Q: A recent article in the NY Times says northeastern Nigeria “has been rived for years by attacks from Boko Haram.” Shouldn’t that be “riven”?
A: In that May 6, 2014, article in the Times about the kidnapping of schoolgirls by the terrorist group, the reporter paraphrased a comment by a UN official:
“Manuel Fontaine, Unicef’s regional director for West and Central Africa, said in a telephone interview that the information had been obtained from the agency’s contacts for the area, which has been rived for years by attacks from Boko Haram.”
Is this use of “rived” as a past participle OK? It depends.
The Oxford English Dictionary says the past participle of the verb “rive” is “riven” in British English, but it’s either “riven” or “rived” in American English.
Standard dictionaries in the US generally list “riven” as the usual past participle, but include “rived” as a less common usage.
Information in Merriam-Webster’s Collegiate Dictionary (11th ed.), for example, indicates that the use of “rived” as a past participle is a “standard usage” that “occurs appreciably less often” than “riven.”
A search of the New York Times archive finds that both “riven” and “rived” are used as past participles, though “riven” is far more common at the paper.
The verb “rive,” meaning to tear apart or split, first showed up in The Chronicles of Britain, a Middle English poem written in the late 12th or early 13th centuries by the poet-priest Layamon, according to the Chambers Dictionary of Etymology.
Chambers says English borrowed the term from Scandinavian sources (in Old Icelandic, for instance, rifa meant to tear apart), but it ultimately comes from an ancient Indo-European root that also gave English the word “rift.”
The OED says the verb “rive” is now “somewhat” archaic or literary in standard English, except when used for splitting people into opposing sides, or (in the US) splitting wood or stone.

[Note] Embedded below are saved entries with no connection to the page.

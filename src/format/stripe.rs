//! Stripe footer and skip-list layouts.
//!
//! Each stripe ends with a footer of per-column region sizes and begins with
//! one skip list per column, stored contiguously in column order. A skip list
//! is a block-count header followed by one node per block carrying the block's
//! row count, optional min/max statistics, and the relative offsets/lengths of
//! its exists and value regions.

use bytes::BufMut;

use crate::codec::Compression;
use crate::error::FormatError;
use crate::format::values::decode_value;
use crate::format::{decode_u64, decode_u8, encode_value, reject_trailing};
use crate::schema::{ColumnKind, Value};

/// Encoded size of one per-column size triplet (3 x u64).
const COLUMN_SIZES_LENGTH: usize = 24;

/// Smallest possible encoded skip node: row count (8) + min/max flag (1) +
/// four offsets/lengths (32) + compression tag (1).
const MIN_SKIP_NODE_LENGTH: usize = 42;

/// Byte sizes of one column's regions within a stripe.
#[derive(Debug, Clone, Copy, PartialEq, Eq)]
pub struct ColumnSizes {
    /// Byte length of the column's skip list.
    pub skip_list_size: u64,
    /// Total byte length of the column's exists regions.
    pub exists_size: u64,
    /// Total byte length of the column's value regions.
    pub value_size: u64,
}

/// Per-stripe footer: one size triplet per column the stripe was written with.
///
/// A stripe written before a schema change may carry fewer columns than the
/// table; it must never carry more.
#[derive(Debug, Clone, PartialEq, Eq)]
pub struct StripeFooter {
    /// Region sizes in column order.
    pub column_sizes: Vec<ColumnSizes>,
}

impl StripeFooter {
    /// Number of columns the stripe was written with.
    pub fn column_count(&self) -> usize {
        self.column_sizes.len()
    }

    /// Encode into the stripe footer byte layout.
    pub fn encode(&self, buf: &mut Vec<u8>) {
        buf.put_u64_le(self.column_sizes.len() as u64);
        for sizes in &self.column_sizes {
            buf.put_u64_le(sizes.skip_list_size);
            buf.put_u64_le(sizes.exists_size);
            buf.put_u64_le(sizes.value_size);
        }
    }

    /// Decode a stripe footer from exactly its encoded bytes.
    ///
    /// # Errors
    /// `FormatError::Corrupt` if the buffer is truncated or oversized, or if
    /// the footer declares zero columns.
    pub fn decode(bytes: &[u8]) -> Result<Self, FormatError> {
        let mut cursor = bytes;
        let mut offset = 0u64;

        let column_count = decode_u64(&mut cursor, &mut offset)?;
        if column_count == 0 {
            return Err(FormatError::Corrupt(
                "stripe footer declares zero columns".to_string(),
            ));
        }
        let fits = (column_count as usize)
            .checked_mul(COLUMN_SIZES_LENGTH)
            .filter(|needed| *needed <= cursor.len());
        if fits.is_none() {
            return Err(FormatError::Corrupt(format!(
                "stripe footer declares {} columns but holds {} bytes",
                column_count,
                cursor.len()
            )));
        }

        let mut column_sizes = Vec::with_capacity(column_count as usize);
        for _ in 0..column_count {
            let skip_list_size = decode_u64(&mut cursor, &mut offset)?;
            let exists_size = decode_u64(&mut cursor, &mut offset)?;
            let value_size = decode_u64(&mut cursor, &mut offset)?;
            column_sizes.push(ColumnSizes {
                skip_list_size,
                exists_size,
                value_size,
            });
        }
        reject_trailing(cursor, "stripe footer")?;

        Ok(Self { column_sizes })
    }
}

/// Statistics and region locations for one block of one column.
///
/// Offsets are relative to the column's first exists/value byte within the
/// stripe data region. Min/max are absent when every row in the block is null.
#[derive(Debug, Clone, PartialEq)]
pub struct ColumnBlockSkipNode {
    /// Rows in this block.
    pub row_count: u64,
    /// Minimum and maximum value over the block's non-null rows.
    pub min_max: Option<(Value, Value)>,
    /// Offset of the block's exists bitmap, relative to the column's exists base.
    pub exists_block_offset: u64,
    /// Byte length of the exists bitmap.
    pub exists_length: u64,
    /// Offset of the block's value region, relative to the column's value base.
    pub value_block_offset: u64,
    /// Byte length of the (possibly compressed) value region.
    pub value_length: u64,
    /// Compression applied to the value region. Exists bitmaps are never
    /// compressed.
    pub value_compression: Compression,
}

impl ColumnBlockSkipNode {
    /// Node for a column the stripe predates: no rows, no statistics, no data.
    pub fn empty() -> Self {
        Self {
            row_count: 0,
            min_max: None,
            exists_block_offset: 0,
            exists_length: 0,
            value_block_offset: 0,
            value_length: 0,
            value_compression: Compression::None,
        }
    }

    /// Whether the block carries min/max statistics.
    pub fn has_min_max(&self) -> bool {
        self.min_max.is_some()
    }
}

/// Encode one column's skip list: block count, then one node per block.
///
/// # Errors
/// `FormatError::Corrupt` if a node's min and max are of different kinds or a
/// min/max payload exceeds its length prefix.
pub fn encode_column_skip_list(
    nodes: &[ColumnBlockSkipNode],
    buf: &mut Vec<u8>,
) -> Result<(), FormatError> {
    buf.put_u64_le(nodes.len() as u64);
    for node in nodes {
        buf.put_u64_le(node.row_count);
        match &node.min_max {
            Some((minimum, maximum)) => {
                if minimum.kind() != maximum.kind() {
                    return Err(FormatError::Corrupt(format!(
                        "skip node min is {:?} but max is {:?}",
                        minimum.kind(),
                        maximum.kind()
                    )));
                }
                buf.put_u8(1);
                encode_value(minimum, buf)?;
                encode_value(maximum, buf)?;
            }
            None => buf.put_u8(0),
        }
        buf.put_u64_le(node.exists_block_offset);
        buf.put_u64_le(node.exists_length);
        buf.put_u64_le(node.value_block_offset);
        buf.put_u64_le(node.value_length);
        buf.put_u8(node.value_compression.tag());
    }
    Ok(())
}

/// Decode one column's skip list from exactly its encoded bytes.
///
/// `kind` selects the min/max value encoding.
///
/// # Errors
/// `FormatError::Corrupt` for truncated or oversized buffers, implausible
/// block counts, unknown compression tags, or an invalid min/max flag.
pub fn decode_column_skip_list(
    bytes: &[u8],
    kind: ColumnKind,
) -> Result<Vec<ColumnBlockSkipNode>, FormatError> {
    let mut cursor = bytes;
    let mut offset = 0u64;

    let block_count = decode_u64(&mut cursor, &mut offset)?;
    let fits = (block_count as usize)
        .checked_mul(MIN_SKIP_NODE_LENGTH)
        .filter(|needed| *needed <= cursor.len());
    if fits.is_none() {
        return Err(FormatError::Corrupt(format!(
            "skip list declares {} blocks but holds {} bytes",
            block_count,
            cursor.len()
        )));
    }

    let mut nodes = Vec::with_capacity(block_count as usize);
    for _ in 0..block_count {
        let row_count = decode_u64(&mut cursor, &mut offset)?;
        let min_max = match decode_u8(&mut cursor, &mut offset)? {
            0 => None,
            1 => {
                let minimum = decode_value(&mut cursor, &mut offset, kind)?;
                let maximum = decode_value(&mut cursor, &mut offset, kind)?;
                Some((minimum, maximum))
            }
            flag => {
                return Err(FormatError::Corrupt(format!(
                    "invalid min/max flag {} at offset {}",
                    flag,
                    offset - 1
                )))
            }
        };
        let exists_block_offset = decode_u64(&mut cursor, &mut offset)?;
        let exists_length = decode_u64(&mut cursor, &mut offset)?;
        let value_block_offset = decode_u64(&mut cursor, &mut offset)?;
        let value_length = decode_u64(&mut cursor, &mut offset)?;
        let tag = decode_u8(&mut cursor, &mut offset)?;
        let value_compression = Compression::from_tag(tag)
            .map_err(|_| FormatError::Corrupt(format!("unknown compression tag {}", tag)))?;

        nodes.push(ColumnBlockSkipNode {
            row_count,
            min_max,
            exists_block_offset,
            exists_length,
            value_block_offset,
            value_length,
            value_compression,
        });
    }
    reject_trailing(cursor, "skip list")?;

    Ok(nodes)
}

/// Column-major grid of skip nodes for one stripe: one node per
/// (column, block).
///
/// Every column holds the same number of nodes. Schema-added columns carry
/// synthesized empty nodes so the grid stays rectangular.
#[derive(Debug, Clone, PartialEq)]
pub struct StripeSkipList {
    columns: Vec<Vec<ColumnBlockSkipNode>>,
}

impl StripeSkipList {
    /// Assemble a grid from per-column node lists. Callers guarantee the lists
    /// are equal-length.
    pub fn new(columns: Vec<Vec<ColumnBlockSkipNode>>) -> Self {
        Self { columns }
    }

    /// Number of columns in the grid.
    pub fn column_count(&self) -> usize {
        self.columns.len()
    }

    /// Number of blocks per column.
    pub fn block_count(&self) -> usize {
        self.columns.first().map_or(0, |nodes| nodes.len())
    }

    /// One column's nodes, indexed by block.
    pub fn column(&self, index: usize) -> &[ColumnBlockSkipNode] {
        &self.columns[index]
    }

    /// The node for one (column, block) cell.
    pub fn node(&self, column: usize, block: usize) -> &ColumnBlockSkipNode {
        &self.columns[column][block]
    }

    /// Copy the blocks whose mask bit is set into a fresh grid.
    ///
    /// The result owns its nodes and never aliases `self`. `mask` must be
    /// `block_count` long; selected blocks keep their relative order and are
    /// re-indexed contiguously from zero.
    pub fn select(&self, mask: &[bool]) -> StripeSkipList {
        let columns = self
            .columns
            .iter()
            .map(|nodes| {
                nodes
                    .iter()
                    .zip(mask)
                    .filter(|(_, &selected)| selected)
                    .map(|(node, _)| node.clone())
                    .collect()
            })
            .collect();
        StripeSkipList { columns }
    }

    /// Total rows covered by the grid, read from the first column.
    ///
    /// Row counts are identical across columns for a given block, so the first
    /// column is authoritative.
    pub fn row_count(&self) -> u64 {
        self.columns
            .first()
            .map_or(0, |nodes| nodes.iter().map(|node| node.row_count).sum())
    }
}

Here’s an example of the divisive usage from the Sept. 22, 1998, issue of the Guardian: “The avenging, evangelical prosecutor seems never to give a thought to how his relentless chase is riving the nation.”
And here’s an example about wood being split, from the June 1991 issue of the American Woodworker: “The ax rives the wood by following the grain.”
Finally, the adjective “riven,” which showed up in the early 1300s, is still being divisive, as in this example from The Rise and Fall of Class in Britain, a 1999 brook by David Cannadine: “The image of Ireland as a riven society was no less misleading.”